= Lorenzo Rudolf =

Swiss art impresario and curator

Lorenzo Rudolf (born 1959 in Bern, Switzerland) is a Swiss art impresario, curator, art fair organiser, advisor and key note speaker.

==Biography==
Born in Bern, Switzerland on 20 May 1959, Rudolf studied law at the University of Bern, before joining SIX Financial Information, a globally active telecommunications company in Zurich, as international PR Manager in 1988.

In 1991, Rudolf was appointed Director of Art Basel, where he revolutionized the international art fairs market and initiated a global expansion of the fair, developing a waiting list of over 700 galleries by the time he left in 2000. By introducing a strict selection process for exhibitors corporate sponsorships, VIP privileges and educational fringe events.

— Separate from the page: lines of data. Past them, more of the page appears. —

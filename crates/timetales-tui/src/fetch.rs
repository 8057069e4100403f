//! Background fetches against the events gateway.
//!
//! Each user action spawns exactly one fetch task. The task posts the
//! selection's month and day to the gateway and delivers the outcome on
//! an unbounded channel, tagged with the sequence number it was issued
//! under. In-flight fetches are never cancelled; superseded outcomes are
//! discarded by the application state when they arrive.

use timetales_types::{DaySelection, EventsRequest, HistoricalEvent};
use tokio::sync::mpsc;
use tracing::warn;

use crate::app::FetchOutcome;

/// Fixed address of the local events gateway.
const GATEWAY_URL: &str = "http://127.0.0.1:5000/api/events";

/// Errors from a single gateway fetch.
#[derive(Debug, thiserror::Error)]
pub enum FetchError {
    /// The gateway could not be reached.
    #[error("gateway request failed: {0}")]
    Request(String),

    /// The gateway responded with a non-success status.
    #[error("gateway returned status {0}")]
    Status(u16),

    /// The gateway response body could not be decoded.
    #[error("gateway response decode failed: {0}")]
    Decode(String),
}

/// HTTP client for the events gateway.
///
/// Cloning is cheap and shares the underlying connection pool.
#[derive(Debug, Clone)]
pub struct GatewayClient {
    client: reqwest::Client,
    url: String,
}

impl GatewayClient {
    /// Create a client against the gateway's fixed local address.
    pub fn new() -> Self {
        Self {
            client: reqwest::Client::new(),
            url: String::from(GATEWAY_URL),
        }
    }

    /// Ask the gateway for the events on the selected date.
    ///
    /// # Errors
    ///
    /// Returns [`FetchError`] if the request cannot be sent, the gateway
    /// responds with a non-success status, or the body does not decode.
    pub async fn events_for(
        &self,
        selection: DaySelection,
    ) -> Result<Vec<HistoricalEvent>, FetchError> {
        let request = request_for(selection);

        let response = self
            .client
            .post(&self.url)
            .json(&request)
            .send()
            .await
            .map_err(|e| FetchError::Request(e.to_string()))?;

        let status = response.status();
        if !status.is_success() {
            return Err(FetchError::Status(status.as_u16()));
        }

        response
            .json()
            .await
            .map_err(|e| FetchError::Decode(e.to_string()))
    }
}

impl Default for GatewayClient {
    fn default() -> Self {
        Self::new()
    }
}

/// The request body for a selection: its 1-indexed month and its day.
const fn request_for(selection: DaySelection) -> EventsRequest {
    EventsRequest {
        month: selection.month(),
        day: selection.day(),
    }
}

/// Spawn a background fetch for `selection`, tagged with `seq`.
///
/// The outcome is delivered on `tx`. A failed fetch logs the cause and
/// delivers an empty event list; from the receiver's side it looks the
/// same as a date with no recorded events.
pub fn spawn_fetch(
    client: &GatewayClient,
    selection: DaySelection,
    seq: u64,
    tx: mpsc::UnboundedSender<FetchOutcome>,
) {
    let client = client.clone();
    tokio::spawn(async move {
        let events = match client.events_for(selection).await {
            Ok(events) => events,
            Err(e) => {
                warn!(
                    error = %e,
                    month = selection.month(),
                    day = selection.day(),
                    "events fetch failed",
                );
                Vec::new()
            }
        };
        // The receiver only disappears on shutdown; a send failure here
        // means the outcome has nowhere to go and can be dropped.
        let _ = tx.send(FetchOutcome { seq, events });
    });
}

Rudolf became known for his global outlook and commitment to broadening artistic horizons, examples of this include introducing the critically lauded Art Statements and Art Unlimited platforms to the fair. Under his tenure at Art Basel, Rudolf also created and initiated Art Basel Miami Beach, which was launched in 2002 and made Art Basel the first global player in the international art market. The fair was initially considered by some to be controversial as it did not take place in New York – known by many to be America’s art capital - but already with its first edition it became the most important art fair on the American continent. Rudolf was also the initiator and, together with Claude Nobs of the Montreux Jazz Festival, the founder of Swiss Top Events.

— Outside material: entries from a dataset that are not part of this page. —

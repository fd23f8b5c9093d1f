//! PubMed XML parsing
//!
//! Turns efetch (`rettype=medline&retmode=xml`) and esearch responses into
//! normalized records and identifier lists. Each `<PubmedArticle>` element is
//! parsed on its own, so one malformed record never spoils its neighbours.

use quick_xml::events::{BytesStart, Event};
use quick_xml::Reader;
use shared::{
    AbstractParagraph, ArticleMetadata, Author, FetchOutcome, JournalId, NormalizedRecord, RelatedReference,
    RelationKind, SourceId,
};

use crate::error::{ImportError, ImportResult};

const ARTICLE_OPEN: &str = "<PubmedArticle";
const ARTICLE_CLOSE: &str = "</PubmedArticle>";

fn parse_error(context: &str, err: impl std::fmt::Display) -> ImportError {
    ImportError::ParseError { message: format!("{context}: {err}") }
}

/// Text of a top-level `<ERROR>` element, if the service reported one
pub fn find_error(xml: &str) -> Option<String> {
    let start = xml.find("<ERROR>")? + "<ERROR>".len();
    let end = xml[start..].find("</ERROR>")? + start;
    Some(xml[start..end].trim().to_string())
}

/// Slice an efetch response into one document per `<PubmedArticle>` element
pub fn split_articles(xml: &str) -> Vec<&str> {
    let mut documents = Vec::new();
    let mut rest = xml;
    while let Some(open) = rest.find(ARTICLE_OPEN) {
        let after_name = &rest[open + ARTICLE_OPEN.len()..];
        // Skip <PubmedArticleSet>
        if !after_name.starts_with('>') && !after_name.starts_with(char::is_whitespace) {
            rest = after_name;
            continue;
        }
        let Some(close) = rest[open..].find(ARTICLE_CLOSE) else {
            break;
        };
        let end = open + close + ARTICLE_CLOSE.len();
        documents.push(&rest[open..end]);
        rest = &rest[end..];
    }
    documents
}

/// First `<PMID>` text in a document, found without a full parse
fn sniff_pmid(document: &str) -> Option<SourceId> {
    let open = document.find("<PMID")?;
    let start = document[open..].find('>')? + open + 1;
    let end = document[start..].find("</PMID>")? + start;
    SourceId::parse(document[start..end].trim()).ok()
}

/// Parse a whole efetch response
///
/// # Returns
/// One outcome per `<PubmedArticle>`. Records that fail to parse become
/// failures when their PMID can still be recovered; otherwise they are dropped
/// and the identifier later shows up as not returned.
pub fn parse_efetch(xml: &str) -> ImportResult<Vec<FetchOutcome>> {
    if let Some(message) = find_error(xml) {
        return Err(ImportError::SourceError { message, transient: false });
    }

    let mut outcomes = Vec::new();
    for document in split_articles(xml) {
        match parse_article(document) {
            Ok(record) => outcomes.push(FetchOutcome::Found(record)),
            Err(err) => match sniff_pmid(document) {
                Some(id) => outcomes.push(FetchOutcome::failed(id, err.to_string())),
                None => tracing::warn!(error = %err, "Dropping unidentifiable PubMed record"),
            },
        }
    }
    Ok(outcomes)
}

/// Parse an esearch response into its identifier list
pub fn parse_esearch(xml: &str) -> ImportResult<Vec<SourceId>> {
    if let Some(message) = find_error(xml) {
        return Err(ImportError::SourceError { message, transient: false });
    }

    let mut reader = Reader::from_str(xml);
    reader.trim_text(true);
    let mut buf = Vec::new();
    let mut ids = Vec::new();
    let mut in_id = false;

    loop {
        match reader.read_event_into(&mut buf) {
            Ok(Event::Start(ref e)) => in_id = e.name().as_ref() == b"Id",
            Ok(Event::End(_)) => in_id = false,
            Ok(Event::Text(e)) if in_id => {
                let text = e.unescape().map_err(|err| parse_error("esearch id", err))?;
                match SourceId::parse(text.trim()) {
                    Ok(id) => ids.push(id),
                    Err(err) => tracing::debug!(error = %err, "Skipping malformed esearch id"),
                }
            }
            Ok(Event::Eof) => break,
            Err(err) => return Err(parse_error("esearch response", err)),
            _ => {}
        }
        buf.clear();
    }
    Ok(ids)
}

/// Field a text event belongs to
#[derive(Debug, Clone, Copy)]
enum Slot {
    Title,
    Abstract,
    LastName,
    ForeName,
    Initials,
    CollectiveName,
    RelatedPmid,
    RefSource,
    Pmid,
    JournalTitle,
    Volume,
    Issue,
    Pagination,
    Year,
    Month,
    Day,
    Season,
    MedlineDate,
    PublicationType,
    JournalId,
    BriefTitle,
    Ignored,
}

#[derive(Default)]
struct Related {
    ref_type: String,
    pmid: Option<String>,
    citation: String,
}

/// Element-path driven accumulator for one `<PubmedArticle>`
#[derive(Default)]
struct RecordBuilder {
    path: Vec<String>,
    pmid: Option<String>,
    citation_status: Option<String>,
    metadata: ArticleMetadata,
    title: String,
    author: Option<Author>,
    paragraph: Option<(Option<String>, String)>,
    related: Option<Related>,
    references: Vec<RelatedReference>,
}

fn attribute(e: &BytesStart<'_>, name: &str) -> ImportResult<Option<String>> {
    match e.try_get_attribute(name).map_err(|err| parse_error(name, err))? {
        Some(attr) => Ok(Some(attr.unescape_value().map_err(|err| parse_error(name, err))?.into_owned())),
        None => Ok(None),
    }
}

fn set(slot: &mut Option<String>, text: &str) {
    slot.get_or_insert_with(String::new).push_str(text);
}

fn collapse(text: &str) -> String {
    text.split_whitespace().collect::<Vec<_>>().join(" ")
}

impl RecordBuilder {
    /// Whether the open element path ends with `suffix`
    fn at(&self, suffix: &[&str]) -> bool {
        self.path.len() >= suffix.len()
            && self.path[self.path.len() - suffix.len()..]
                .iter()
                .zip(suffix)
                .all(|(open, want)| open.as_str() == *want)
    }

    fn within(&self, name: &str) -> bool {
        self.path.iter().any(|open| open == name)
    }

    fn start(&mut self, e: &BytesStart<'_>) -> ImportResult<()> {
        let name = String::from_utf8_lossy(e.name().as_ref()).into_owned();
        self.path.push(name);

        if self.at(&["PubmedArticle", "MedlineCitation"]) {
            self.citation_status = attribute(e, "Status")?;
        } else if self.at(&["AuthorList", "Author"]) {
            self.author = Some(Author::default());
        } else if self.at(&["Abstract", "AbstractText"]) {
            self.paragraph = Some((attribute(e, "Label")?, String::new()));
        } else if self.at(&["CommentsCorrectionsList", "CommentsCorrections"]) {
            self.related = Some(Related { ref_type: attribute(e, "RefType")?.unwrap_or_default(), ..Related::default() });
        }
        Ok(())
    }

    fn end(&mut self) {
        if self.at(&["AuthorList", "Author"]) {
            if let Some(author) = self.author.take() {
                if author.last_name.is_some() || author.collective_name.is_some() {
                    self.metadata.authors.push(author);
                }
            }
        } else if self.at(&["Abstract", "AbstractText"]) {
            if let Some((label, text)) = self.paragraph.take() {
                let text = collapse(&text);
                if !text.is_empty() {
                    self.metadata.abstract_paragraphs.push(AbstractParagraph { label, text });
                }
            }
        } else if self.at(&["CommentsCorrectionsList", "CommentsCorrections"]) {
            if let Some(related) = self.related.take() {
                match related.pmid.as_deref().map(|raw| SourceId::parse(raw.trim())) {
                    Some(Ok(source_id)) => self.references.push(RelatedReference {
                        source_id,
                        relation: RelationKind::from_ref_type(&related.ref_type),
                        citation: Some(collapse(&related.citation)).filter(|c| !c.is_empty()),
                    }),
                    Some(Err(err)) => tracing::debug!(error = %err, "Skipping related reference"),
                    None => {}
                }
            }
        }
        self.path.pop();
    }

    fn slot(&self) -> Slot {
        if self.within("ArticleTitle") {
            return Slot::Title;
        }
        if self.within("AbstractText") {
            return Slot::Abstract;
        }
        const SLOTS: &[(&str, &str, Slot)] = &[
            ("Author", "LastName", Slot::LastName),
            ("Author", "ForeName", Slot::ForeName),
            ("Author", "Initials", Slot::Initials),
            ("Author", "CollectiveName", Slot::CollectiveName),
            ("CommentsCorrections", "PMID", Slot::RelatedPmid),
            ("CommentsCorrections", "RefSource", Slot::RefSource),
            ("MedlineCitation", "PMID", Slot::Pmid),
            ("Journal", "Title", Slot::JournalTitle),
            ("JournalIssue", "Volume", Slot::Volume),
            ("JournalIssue", "Issue", Slot::Issue),
            ("Pagination", "MedlinePgn", Slot::Pagination),
            ("PubDate", "Year", Slot::Year),
            ("PubDate", "Month", Slot::Month),
            ("PubDate", "Day", Slot::Day),
            ("PubDate", "Season", Slot::Season),
            ("PubDate", "MedlineDate", Slot::MedlineDate),
            ("PublicationTypeList", "PublicationType", Slot::PublicationType),
            ("MedlineJournalInfo", "NlmUniqueID", Slot::JournalId),
            ("MedlineJournalInfo", "MedlineTA", Slot::BriefTitle),
        ];
        SLOTS
            .iter()
            .find(|(parent, leaf, _)| self.at(&[*parent, *leaf]))
            .map_or(Slot::Ignored, |(_, _, slot)| *slot)
    }

    fn text(&mut self, text: &str) {
        let slot = self.slot();
        let metadata = &mut self.metadata;
        match slot {
            Slot::Title => self.title.push_str(text),
            Slot::Abstract => {
                if let Some((_, paragraph)) = self.paragraph.as_mut() {
                    paragraph.push_str(text);
                }
            }
            Slot::LastName => {
                if let Some(author) = self.author.as_mut() {
                    set(&mut author.last_name, text);
                }
            }
            Slot::ForeName => {
                if let Some(author) = self.author.as_mut() {
                    set(&mut author.forename, text);
                }
            }
            Slot::Initials => {
                if let Some(author) = self.author.as_mut() {
                    set(&mut author.initials, text);
                }
            }
            Slot::CollectiveName => {
                if let Some(author) = self.author.as_mut() {
                    set(&mut author.collective_name, text);
                }
            }
            Slot::RelatedPmid => {
                if let Some(related) = self.related.as_mut() {
                    set(&mut related.pmid, text);
                }
            }
            Slot::RefSource => {
                if let Some(related) = self.related.as_mut() {
                    related.citation.push_str(text);
                }
            }
            Slot::Pmid => set(&mut self.pmid, text),
            Slot::JournalTitle => set(&mut metadata.journal_title, text),
            Slot::Volume => set(&mut metadata.volume, text),
            Slot::Issue => set(&mut metadata.issue, text),
            Slot::Pagination => set(&mut metadata.pagination, text),
            Slot::Year => set(&mut metadata.pub_date.year, text),
            Slot::Month => set(&mut metadata.pub_date.month, text),
            Slot::Day => set(&mut metadata.pub_date.day, text),
            Slot::Season => set(&mut metadata.pub_date.season, text),
            Slot::MedlineDate => set(&mut metadata.pub_date.medline_date, text),
            Slot::PublicationType => metadata.publication_types.push(text.trim().to_string()),
            Slot::JournalId => metadata.journal_id = Some(JournalId::new(text.trim())),
            Slot::BriefTitle => set(&mut metadata.brief_journal_title, text),
            Slot::Ignored => {}
        }
    }

    fn finish(self) -> ImportResult<NormalizedRecord> {
        let raw = self.pmid.ok_or_else(|| parse_error("PubmedArticle", "missing PMID"))?;
        let source_id = SourceId::parse(raw.trim())?;

        let trim = |value: Option<String>| value.map(|v| v.trim().to_string()).filter(|v| !v.is_empty());
        let mut metadata = self.metadata;
        metadata.title = collapse(&self.title);
        metadata.journal_title = trim(metadata.journal_title);
        metadata.brief_journal_title = trim(metadata.brief_journal_title);
        metadata.volume = trim(metadata.volume);
        metadata.issue = trim(metadata.issue);
        metadata.pagination = trim(metadata.pagination);
        let date = &mut metadata.pub_date;
        date.year = trim(date.year.take());
        date.month = trim(date.month.take());
        date.day = trim(date.day.take());
        date.season = trim(date.season.take());
        date.medline_date = trim(date.medline_date.take());
        for author in &mut metadata.authors {
            author.last_name = trim(author.last_name.take());
            author.forename = trim(author.forename.take());
            author.initials = trim(author.initials.take());
            author.collective_name = trim(author.collective_name.take());
        }

        Ok(NormalizedRecord { source_id, metadata, related: self.references, citation_status: self.citation_status })
    }
}

/// Parse one `<PubmedArticle>` document into a normalized record
pub fn parse_article(document: &str) -> ImportResult<NormalizedRecord> {
    // Whitespace is kept so inline markup in titles does not glue words together
    let mut reader = Reader::from_str(document);
    let mut buf = Vec::new();
    let mut builder = RecordBuilder::default();

    loop {
        match reader.read_event_into(&mut buf) {
            Ok(Event::Start(ref e)) => builder.start(e)?,
            Ok(Event::Empty(ref e)) => {
                builder.start(e)?;
                builder.end();
            }
            Ok(Event::End(_)) => builder.end(),
            Ok(Event::Text(e)) => {
                let text = e.unescape().map_err(|err| parse_error("text", err))?;
                builder.text(&text);
            }
            Ok(Event::CData(e)) => builder.text(&String::from_utf8_lossy(&e)),
            Ok(Event::Eof) => break,
            Err(err) => {
                return Err(parse_error(&format!("position {}", reader.buffer_position()), err));
            }
            _ => {}
        }
        buf.clear();
    }

    builder.finish()
}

Between 2000 and 2003, Rudolf ran the Frankfurt Book Fair. In 2007, he created and launched ShContemporary in Shanghai – the first internationally competitive contemporary top art fair in Asia, which was an important bridge between the Chinese / Asian and the Western art world, bringing together (leading) artists, galleries, collectors and curators from both sides, creating the necessary juxtaposition, cross-over and exchange between the two hemispheres; the fair was a crucial catalyst and booster for the Chinese and the Asian art market. In 2010 he founded Art Stage Singapore, Southeast Asia’s first international art fair which gave special importance to the region’s self-contained national art scenes, connected them, boosted the exchange between them and created a new Southeast Asian awareness and understanding; as a consequence new professional galleries, museums, private / corporate collections, art fairs, etc. emerged all over the region; the fair was Southeast Asia’s flagship event, opening for its artists, galleries, collectors and curators the door to the international art world and art market.

Rudolf, who was also advisor to Arte Fiera Bologna and Art Paris and created and lead art projects in Europe, Asia and the US, currently lives and works in Lugano. He is fluent in German, English, Spanish, French and Italian.